__Your assignment__.
Lines before the one containing "candidates.sort();" are to be skipped; reproduce that line and the rest of the records below exactly.

[Items from a dataset]

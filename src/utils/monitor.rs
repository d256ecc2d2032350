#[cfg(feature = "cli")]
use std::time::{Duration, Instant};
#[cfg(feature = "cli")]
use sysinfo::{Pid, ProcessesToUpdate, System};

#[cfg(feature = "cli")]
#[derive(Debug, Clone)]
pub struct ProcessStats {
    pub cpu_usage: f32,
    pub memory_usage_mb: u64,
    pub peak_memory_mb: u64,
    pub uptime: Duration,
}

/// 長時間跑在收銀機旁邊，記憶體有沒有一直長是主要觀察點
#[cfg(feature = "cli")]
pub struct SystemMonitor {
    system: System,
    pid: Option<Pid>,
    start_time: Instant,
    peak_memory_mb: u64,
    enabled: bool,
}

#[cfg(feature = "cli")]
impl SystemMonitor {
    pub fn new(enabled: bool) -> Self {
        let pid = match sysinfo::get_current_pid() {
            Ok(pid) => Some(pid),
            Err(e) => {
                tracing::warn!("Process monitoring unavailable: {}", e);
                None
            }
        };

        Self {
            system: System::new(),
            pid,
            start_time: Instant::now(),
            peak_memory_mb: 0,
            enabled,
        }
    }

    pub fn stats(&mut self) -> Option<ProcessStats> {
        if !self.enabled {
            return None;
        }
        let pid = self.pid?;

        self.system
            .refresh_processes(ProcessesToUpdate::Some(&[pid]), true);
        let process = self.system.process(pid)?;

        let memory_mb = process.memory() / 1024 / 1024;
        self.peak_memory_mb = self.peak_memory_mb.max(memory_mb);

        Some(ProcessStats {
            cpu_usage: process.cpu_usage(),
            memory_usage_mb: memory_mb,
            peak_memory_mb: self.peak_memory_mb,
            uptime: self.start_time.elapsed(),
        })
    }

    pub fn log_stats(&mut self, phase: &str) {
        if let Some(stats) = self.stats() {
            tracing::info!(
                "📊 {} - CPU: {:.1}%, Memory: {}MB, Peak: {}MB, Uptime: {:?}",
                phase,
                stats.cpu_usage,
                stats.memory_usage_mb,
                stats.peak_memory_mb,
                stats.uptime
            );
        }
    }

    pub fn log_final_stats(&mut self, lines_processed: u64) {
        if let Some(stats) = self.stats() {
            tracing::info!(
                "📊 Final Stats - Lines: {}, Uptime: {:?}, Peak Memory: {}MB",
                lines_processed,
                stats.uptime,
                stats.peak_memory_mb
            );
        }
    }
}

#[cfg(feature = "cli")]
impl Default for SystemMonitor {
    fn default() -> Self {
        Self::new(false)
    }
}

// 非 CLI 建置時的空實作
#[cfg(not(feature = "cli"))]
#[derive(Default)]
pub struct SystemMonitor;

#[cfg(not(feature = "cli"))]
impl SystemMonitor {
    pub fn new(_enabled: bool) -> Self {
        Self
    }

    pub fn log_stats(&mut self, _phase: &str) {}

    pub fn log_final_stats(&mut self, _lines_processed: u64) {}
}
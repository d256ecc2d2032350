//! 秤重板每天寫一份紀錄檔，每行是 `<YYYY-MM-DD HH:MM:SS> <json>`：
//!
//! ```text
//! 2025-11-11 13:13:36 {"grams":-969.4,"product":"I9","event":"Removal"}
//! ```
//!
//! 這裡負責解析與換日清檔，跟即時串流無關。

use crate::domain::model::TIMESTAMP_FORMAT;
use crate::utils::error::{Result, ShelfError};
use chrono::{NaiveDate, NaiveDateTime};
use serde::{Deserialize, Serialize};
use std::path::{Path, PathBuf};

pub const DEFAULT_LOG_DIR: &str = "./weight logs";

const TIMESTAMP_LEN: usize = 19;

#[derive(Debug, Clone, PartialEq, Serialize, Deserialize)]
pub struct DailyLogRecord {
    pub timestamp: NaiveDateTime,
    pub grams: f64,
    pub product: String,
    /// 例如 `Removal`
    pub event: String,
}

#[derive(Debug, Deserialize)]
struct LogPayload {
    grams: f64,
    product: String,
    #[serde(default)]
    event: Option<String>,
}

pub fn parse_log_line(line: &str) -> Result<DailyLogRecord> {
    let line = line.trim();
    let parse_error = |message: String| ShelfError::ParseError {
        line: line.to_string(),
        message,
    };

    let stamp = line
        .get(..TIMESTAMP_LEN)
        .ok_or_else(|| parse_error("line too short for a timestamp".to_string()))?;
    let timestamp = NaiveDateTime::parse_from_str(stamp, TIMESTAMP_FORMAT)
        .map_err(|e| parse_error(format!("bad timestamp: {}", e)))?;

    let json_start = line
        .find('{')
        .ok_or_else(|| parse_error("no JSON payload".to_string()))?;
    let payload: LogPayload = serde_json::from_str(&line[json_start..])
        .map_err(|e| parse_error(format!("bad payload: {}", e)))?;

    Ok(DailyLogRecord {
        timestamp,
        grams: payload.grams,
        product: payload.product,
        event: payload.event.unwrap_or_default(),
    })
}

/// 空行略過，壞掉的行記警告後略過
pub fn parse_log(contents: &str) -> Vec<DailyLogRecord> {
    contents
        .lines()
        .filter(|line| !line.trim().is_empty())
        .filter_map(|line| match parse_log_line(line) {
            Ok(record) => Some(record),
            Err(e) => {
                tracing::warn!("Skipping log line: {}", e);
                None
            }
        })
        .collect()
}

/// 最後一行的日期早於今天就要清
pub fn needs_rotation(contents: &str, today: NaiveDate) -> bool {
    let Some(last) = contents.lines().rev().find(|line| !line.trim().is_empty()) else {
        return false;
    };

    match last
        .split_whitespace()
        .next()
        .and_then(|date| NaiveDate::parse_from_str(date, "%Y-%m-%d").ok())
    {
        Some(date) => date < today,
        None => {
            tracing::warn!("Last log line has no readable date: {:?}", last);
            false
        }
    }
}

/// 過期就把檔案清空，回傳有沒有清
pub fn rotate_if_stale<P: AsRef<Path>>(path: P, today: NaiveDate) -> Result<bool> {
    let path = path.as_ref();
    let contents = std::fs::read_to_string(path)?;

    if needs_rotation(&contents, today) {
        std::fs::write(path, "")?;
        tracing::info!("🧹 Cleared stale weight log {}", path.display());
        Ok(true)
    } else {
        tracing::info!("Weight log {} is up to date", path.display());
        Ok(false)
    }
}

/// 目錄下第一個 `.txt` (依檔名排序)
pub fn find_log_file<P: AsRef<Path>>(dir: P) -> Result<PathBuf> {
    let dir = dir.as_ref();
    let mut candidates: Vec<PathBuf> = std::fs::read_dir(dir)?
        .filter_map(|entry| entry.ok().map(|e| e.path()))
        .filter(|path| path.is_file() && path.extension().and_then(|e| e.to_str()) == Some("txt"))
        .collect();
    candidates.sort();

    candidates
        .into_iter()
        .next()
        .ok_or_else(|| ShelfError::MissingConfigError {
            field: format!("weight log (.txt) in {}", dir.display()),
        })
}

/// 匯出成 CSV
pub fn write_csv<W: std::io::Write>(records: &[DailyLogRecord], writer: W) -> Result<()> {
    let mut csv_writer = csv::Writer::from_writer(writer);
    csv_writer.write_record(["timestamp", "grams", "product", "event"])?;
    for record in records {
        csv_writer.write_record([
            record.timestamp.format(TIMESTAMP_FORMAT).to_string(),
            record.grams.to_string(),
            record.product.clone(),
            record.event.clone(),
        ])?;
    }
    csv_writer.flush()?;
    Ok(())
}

__Expected answer__.
    candidates.sort();

    candidates
        .into_iter()
        .next()
        .ok_or_else(|| ShelfError::MissingConfigError {
            field: format!("weight log (.txt) in {}", dir.display()),
        })
}

/// 匯出成 CSV
pub fn write_csv<W: std::io::Write>(records: &[DailyLogRecord], writer: W) -> Result<()> {
    let mut csv_writer = csv::Writer::from_writer(writer);
    csv_writer.write_record(["timestamp", "grams", "product", "event"])?;
    for record in records {
        csv_writer.write_record([
            record.timestamp.format(TIMESTAMP_FORMAT).to_string(),
            record.grams.to_string(),
            record.product.clone(),
            record.event.clone(),
        ])?;
    }
    csv_writer.flush()?;
    Ok(())
}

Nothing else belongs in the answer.